Task statement: Please say how many lines in the material include the string "clone", and nothing else.

Data for this exercise:
>>>>>

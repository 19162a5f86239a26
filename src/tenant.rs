use std::path::PathBuf;
use std::sync::Arc;

use dashmap::DashMap;

use crate::compactor;
use crate::engine::Engine;
use crate::limits::*;
use crate::notify::NotifyHub;

/// Manages per-tenant engines. Each tenant gets its own Engine + WAL + compactor.
/// Tenant = database name from the pgwire connection.
pub struct TenantManager {
    engines: DashMap<String, Arc<Engine>>,
    data_dir: PathBuf,
    compact_threshold: u64,
}

impl TenantManager {
    pub fn new(data_dir: PathBuf, compact_threshold: u64) -> Self {
        Self {
            engines: DashMap::new(),
            data_dir,
            compact_threshold,
        }
    }

    /// Get or lazily create an engine for the given tenant.
    pub fn get_or_create(&self, tenant: &str) -> std::io::Result<Arc<Engine>> {
        if let Some(engine) = self.engines.get(tenant) {
            return Ok(engine.value().clone());
        }
        if tenant.len() > MAX_TENANT_NAME_LEN {
            return Err(std::io::Error::new(
                std::io::ErrorKind::InvalidInput,
                "tenant name too long",
            ));
        }
        if self.engines.len() >= MAX_TENANTS {
            return Err(std::io::Error::other("too many tenants"));
        }

        // Sanitize tenant name to prevent path traversal
        let safe_name: String = tenant
            .chars()
            .filter(|c| c.is_alphanumeric() || *c == '_' || *c == '-')
            .collect();
        if safe_name.is_empty() {
            return Err(std::io::Error::new(
                std::io::ErrorKind::InvalidInput,
                "empty tenant name",
            ));
        }

        let wal_path = self.data_dir.join(format!("{safe_name}.wal"));
        let notify = Arc::new(NotifyHub::new());
        let engine = Arc::new(Engine::new(wal_path, notify)?);

        let compactor_engine = engine.clone();
        let threshold = self.compact_threshold;
        tokio::spawn(async move {
            compactor::run_compactor(compactor_engine, threshold).await;
        });

        self.engines.insert(tenant.to_string(), engine.clone());
        metrics::gauge!(crate::observability::TENANTS_ACTIVE).set(self.engines.len() as f64);
        Ok(engine)
    }
}

#[cfg(test)]
mod tests {
    use super::*;
    use crate::model::SlotKey;
    use chrono::{NaiveDate, NaiveTime};
    use std::fs;
    use ulid::Ulid;

    fn test_data_dir(name: &str) -> PathBuf {
        let dir = std::env::temp_dir().join("trialdesk_test_tenant").join(name);
        let _ = fs::remove_dir_all(&dir);
        fs::create_dir_all(&dir).unwrap();
        dir
    }

    fn key(date: &str, time: &str) -> SlotKey {
        SlotKey {
            date: NaiveDate::parse_from_str(date, "%Y-%m-%d").unwrap(),
            time: NaiveTime::parse_from_str(time, "%H:%M").unwrap(),
        }
    }

    #[tokio::test]
    async fn tenant_isolation() {
        let dir = test_data_dir("isolation");
        let tm = TenantManager::new(dir, 1000);

        let eng_a = tm.get_or_create("tenant_a").unwrap();
        let eng_b = tm.get_or_create("tenant_b").unwrap();

        let tid = Ulid::new();

        // Register the same teacher ID in both tenants
        eng_a
            .register_teacher(tid, "Mr Reyes".into(), "english".into())
            .await
            .unwrap();
        eng_b
            .register_teacher(tid, "Mr Reyes".into(), "english".into())
            .await
            .unwrap();

        // Publish a slot only in tenant A
        eng_a.publish_slot(tid, key("2026-09-01", "10:00")).await.unwrap();

        let date = NaiveDate::parse_from_str("2026-09-01", "%Y-%m-%d").unwrap();
        let avail_a = eng_a.list_available(tid, date).await.unwrap();
        assert_eq!(avail_a.len(), 1);
        let avail_b = eng_b.list_available(tid, date).await.unwrap();
        assert!(avail_b.is_empty());
    }

    #[tokio::test]
    async fn tenant_lazy_creation() {
        let dir = test_data_dir("lazy");
        let tm = TenantManager::new(dir.clone(), 1000);

        // No WAL files should exist yet
        let entries: Vec<_> = fs::read_dir(&dir).unwrap().collect();
        assert!(entries.is_empty());

        // Create a tenant
        let _eng = tm.get_or_create("my_db").unwrap();

        // WAL file should now exist
        assert!(dir.join("my_db.wal").exists());
    }

    #[tokio::test]
    async fn tenant_same_engine_returned() {
        let dir = test_data_dir("same_eng");
        let tm = TenantManager::new(dir, 1000);

        let eng1 = tm.get_or_create("foo").unwrap();
        let eng2 = tm.get_or_create("foo").unwrap();

        // Should be the same Arc
        assert!(Arc::ptr_eq(&eng1, &eng2));
    }

    #[tokio::test]
    async fn tenant_name_sanitized() {
        let dir = test_data_dir("sanitize");
        let tm = TenantManager::new(dir.clone(), 1000);

        // Path traversal attempt
        let _eng = tm.get_or_create("../evil").unwrap();
        // Should create "evil.wal", not "../evil.wal"
        assert!(dir.join("evil.wal").exists());

        // Empty after sanitization
        let result = tm.get_or_create("../..");
        assert!(result.is_err());
    }

    #[tokio::test]
    async fn tenant_name_too_long() {
        let dir = test_data_dir("name_too_long");
        let tm = TenantManager::new(dir, 1000);

        let long_name = "x".repeat(MAX_TENANT_NAME_LEN + 1);
        let result = tm.get_or_create(&long_name);
        assert!(result.is_err());
        let err = result.err().unwrap();
        assert!(err.to_string().contains("tenant name too long"));
    }

    #[tokio::test]
    async fn tenant_name_at_limit() {
        let dir = test_data_dir("name_at_limit");
        let tm = TenantManager::new(dir, 1000);

        let name = "x".repeat(MAX_TENANT_NAME_LEN);
        assert!(name.len() <= MAX_TENANT_NAME_LEN);
        // The length check passes; creating the WAL file may still fail on OS
        // filename limits, which surfaces as a different io::Error.
        let result = tm.get_or_create(&name);
        if let Err(ref e) = result {
            assert!(!e.to_string().contains("tenant name too long"));
        }
    }

    #[tokio::test]
    async fn tenant_count_limit() {
        let dir = test_data_dir("count_limit");
        let tm = TenantManager::new(dir, 1000);

        for i in 0..MAX_TENANTS {
            tm.get_or_create(&format!("t{i}")).unwrap();
        }
        let result = tm.get_or_create("one_more");
        assert!(result.is_err());
        let err = result.err().unwrap();
        assert!(err.to_string().contains("too many tenants"));
    }
}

<<<<<

Your solution: 5